World’s largest plant discovered in Australia. It stretches 112 miles and is at least 4500 years old.

The world's biggest plant has been discovered in the shallow waters off the coast of Western Australia, according to researchers from the University of Western Australia and Flinders University. The sprawling seagrass, a marine flowering plant known as Posidonia australis, reportedly stretches for more than 112 miles (180 kilometers) and is at least 4,500 years old. Speaking to CNN, Elizabeth Sinclair—a senior research fellow at the School of Biological Sciences and Oceans Institute at the University of Western Australia—revealed that the plant was discovered in the shallow, sun-drenched waters of Shark Bay, a wilderness area protected as a World Heritage Site.

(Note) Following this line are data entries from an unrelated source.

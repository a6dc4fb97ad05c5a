use async_trait::async_trait;
use std::io;
use std::path::{Path, PathBuf};

/// Where uploaded media bytes live. Records in the database are the source of
/// truth; the file store only holds the payloads they point at.
#[async_trait]
pub trait FileStore: Send + Sync {
    /// Writes `bytes` under `name` and returns the stored size.
    async fn save(&self, name: &str, bytes: &[u8]) -> io::Result<u64>;

    /// Best-effort removal. Returns `false` when the file could not be removed.
    async fn delete(&self, name: &str) -> bool;

    /// Total bytes currently held.
    async fn total_size(&self) -> io::Result<u64>;
}

pub struct LocalFileStore {
    root: PathBuf,
}

impl LocalFileStore {
    pub fn new(root: impl Into<PathBuf>) -> io::Result<Self> {
        let root = root.into();
        std::fs::create_dir_all(&root)?;
        Ok(Self { root })
    }

    pub fn root(&self) -> &Path {
        &self.root
    }

    fn path_for(&self, name: &str) -> io::Result<PathBuf> {
        let candidate = Path::new(name);
        let is_plain_name = candidate.components().count() == 1
            && candidate.file_name().map(|f| f == candidate.as_os_str()) == Some(true);
        if !is_plain_name {
            return Err(io::Error::new(
                io::ErrorKind::InvalidInput,
                format!("refusing non-plain file name {:?}", name),
            ));
        }
        Ok(self.root.join(candidate))
    }
}

#[async_trait]
impl FileStore for LocalFileStore {
    async fn save(&self, name: &str, bytes: &[u8]) -> io::Result<u64> {
        let path = self.path_for(name)?;
        tokio::fs::write(&path, bytes).await?;
        let metadata = tokio::fs::metadata(&path).await?;
        Ok(metadata.len())
    }

    async fn delete(&self, name: &str) -> bool {
        let path = match self.path_for(name) {
            Ok(path) => path,
            Err(e) => {
                tracing::warn!("Not deleting {:?}: {}", name, e);
                return false;
            }
        };

        match tokio::fs::remove_file(&path).await {
            Ok(()) => true,
            Err(e) if e.kind() == io::ErrorKind::NotFound => {
                tracing::warn!("Media file {:?} was already gone", path);
                true
            }
            Err(e) => {
                tracing::error!("Failed to delete media file {:?}: {}", path, e);
                false
            }
        }
    }

    async fn total_size(&self) -> io::Result<u64> {
        let mut total = 0;
        let mut entries = tokio::fs::read_dir(&self.root).await?;
        while let Some(entry) = entries.next_entry().await? {
            let metadata = entry.metadata().await?;
            if metadata.is_file() {
                total += metadata.len();
            }
        }
        Ok(total)
    }
}
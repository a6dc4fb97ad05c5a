use chrono::{NaiveDate, NaiveDateTime};
use diesel::prelude::*;
use diesel::sqlite::SqliteConnection;
use serde::Serialize;

use crate::error::{ServiceError, ServiceResult};
use crate::models::{Media, ScheduleRule};
use crate::schedule::{day_matches, time_matches, DaySet, TimeWindow};
use crate::services::device_registry;
use crate::store::RuleStore;

#[derive(Debug, Clone, PartialEq, Serialize)]
pub struct PlaylistEntry {
    pub media_id: i32,
    pub filename: String,
    pub file_type: String,
    pub display_duration: i32,
    pub play_order: Option<i32>,
    pub url: String,
}

/// Identifies the poller for the check-in that precedes every resolution.
#[derive(Debug, Clone, Copy)]
pub struct Poller<'a> {
    pub device_id: &'a str,
    pub address: Option<&'a str>,
    pub app_version: Option<&'a str>,
    pub checked_in_at: NaiveDateTime,
}

/// Server-wide settings applied while turning rules into playlist entries.
#[derive(Debug, Clone, Copy)]
pub struct PlaylistSettings<'a> {
    /// Base for playable media URLs.
    pub base_url: &'a str,
    /// Display duration for rules stored without one.
    pub default_duration: i32,
}

pub fn media_url(base_url: &str, filename: &str) -> String {
    format!("{}/uploads/{}", base_url.trim_end_matches('/'), filename)
}

/// Records the poller's check-in, then resolves its playlist at `as_of`
/// (facility-local time). The check-in commits on its own, so it is recorded
/// exactly once even if resolution fails afterwards.
pub fn checkin_and_resolve(
    store: &RuleStore,
    poller: Poller<'_>,
    as_of: NaiveDateTime,
    settings: PlaylistSettings<'_>,
) -> ServiceResult<Vec<PlaylistEntry>> {
    device_registry::checkin(
        store,
        poller.device_id,
        poller.address,
        poller.app_version,
        poller.checked_in_at,
    )?;

    resolve(store, poller.device_id, as_of, settings)
}

pub fn resolve(
    store: &RuleStore,
    device_id: &str,
    as_of: NaiveDateTime,
    settings: PlaylistSettings<'_>,
) -> ServiceResult<Vec<PlaylistEntry>> {
    if device_id.trim().is_empty() {
        return Err(ServiceError::validation("device_id is required"));
    }

    let candidates = store.read(|conn| fetch_candidates(conn, device_id, as_of.date()))?;
    let playlist = select_playable(candidates, as_of, settings);

    tracing::debug!(
        "Resolved {} playlist entries for device {} at {}",
        playlist.len(),
        device_id,
        as_of
    );

    Ok(playlist)
}

/// Live rules of the device whose date bounds admit `today`.
pub(crate) fn fetch_candidates(
    conn: &mut SqliteConnection,
    device_id: &str,
    today: NaiveDate,
) -> ServiceResult<Vec<(ScheduleRule, Media)>> {
    use crate::schema::device_content::dsl as dc;
    use crate::schema::media;

    let rows = dc::device_content
        .inner_join(media::table)
        .filter(dc::device_id.eq(device_id))
        .filter(dc::is_active.eq(true))
        .filter(dc::start_date.is_null().or(dc::start_date.le(today)))
        .filter(dc::end_date.is_null().or(dc::end_date.ge(today)))
        .order((dc::play_order.asc(), dc::created_at.asc(), dc::id.asc()))
        .select((ScheduleRule::as_select(), Media::as_select()))
        .load::<(ScheduleRule, Media)>(conn)?;

    Ok(rows)
}

/// Stable playlist order: play order (absent first), then creation time.
/// Rule id breaks exact ties.
pub fn order_rules(rules: &mut [(ScheduleRule, Media)]) {
    rules.sort_by(|(a, _), (b, _)| {
        a.play_order
            .cmp(&b.play_order)
            .then_with(|| a.created_at.cmp(&b.created_at))
            .then_with(|| a.id.cmp(&b.id))
    });
}

pub fn date_matches(rule: &ScheduleRule, today: NaiveDate) -> bool {
    rule.start_date.map_or(true, |start| start <= today)
        && rule.end_date.map_or(true, |end| end >= today)
}

/// Complete in-memory predicate for one rule, including the liveness and
/// date bounds that [`fetch_candidates`] also filters on in SQL.
pub fn rule_is_playable(rule: &ScheduleRule, at: NaiveDateTime) -> bool {
    let days = DaySet::from_stored(rule.days_of_week.as_deref());
    let window = TimeWindow::from_bounds(rule.start_time, rule.end_time);

    rule.is_active
        && date_matches(rule, at.date())
        && day_matches(&days, at)
        && time_matches(window.as_ref(), at)
}

pub fn select_playable(
    mut candidates: Vec<(ScheduleRule, Media)>,
    as_of: NaiveDateTime,
    settings: PlaylistSettings<'_>,
) -> Vec<PlaylistEntry> {
    order_rules(&mut candidates);

    candidates
        .into_iter()
        .filter(|(rule, _)| rule_is_playable(rule, as_of))
        .map(|(rule, media)| PlaylistEntry {
            media_id: media.id,
            url: media_url(settings.base_url, &media.filename),
            filename: media.filename,
            file_type: media.file_type,
            display_duration: rule.display_duration.unwrap_or(settings.default_duration),
            play_order: rule.play_order,
        })
        .collect()
}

In a recent study published in the journal Proceedings of the Royal Society B, the team explained that the plant is so large—about as big as the distance between San Diego and Los Angeles—because it clones itself, creating genetically identical offshoots. Although this way of reproducing is rare in the animal kingdom, it reportedly occurs in certain environmental conditions and more often among some plants, fungi and bacteria. "We often get asked how many different plants are growing in a seagrass meadow. Here we used genetic tools to answer it," said Sinclair, the author of the study.

"The answer definitely surprised us–just ONE! That's it, just one plant has expanded over 180 km in Shark Bay, making it the largest known plant on Earth," she added. According to BBC, the team stumbled upon the discovery by accident. They had originally set out to understand the genetic diversity of sprawling seagrass—which is also known as ribbon weed—which is commonly found along parts of Australia's coast. Sinclair and her colleagues took samples from 10 locations across the bay and examined 18,000 genetic markers to create a "fingerprint" from each sample. They also measured the environmental conditions such as depth, water temperature and salinity.

"We have been studying cool water seagrasses in southern Australia for a while, to understand how much genetic diversity is in them and how connected the meadows are," Sinclair said. Although they had aimed to discover how many plants made up the meadow, sequencing DNA from the seagrass samples revealed that it was a single plant. "The plant has been able to continue growing through vegetative growth–extending its rhizomes (rootstalks) outwards–the way a buffalo grass would in your back garden, extending runners outwards. The only difference is that the seagrass rhizomes are under a sandy seafloor so you don’t see them, just the shoots within the water column," she explained.

The plant is also remarkable for its hardiness, Sinclair said, as it appears to have grown in locations across the bay with wildly variable conditions. "It appears to be really resilient, experiencing a wide range of temperatures and salinities plus extreme high light conditions, which together would typically be highly stressful for most plants," she said. Sinclair explained in a press release that what makes this seagrass plant unique from other large seagrass clones (aside from its enormous size) is that it has twice as many chromosomes as its oceanic relatives, meaning it is a polyploid.

"Whole-genome duplication through polyploidy–doubling the number of chromosomes–occurs when diploid 'parent' plants hybridize. The new seedling contains 100 percent of the genome from each parent, rather than sharing the usual 50 percent," she said. "Polyploid plants often reside in places with extreme environmental conditions, are often sterile, but can continue to grow if left undisturbed, and this giant seagrass has done just that."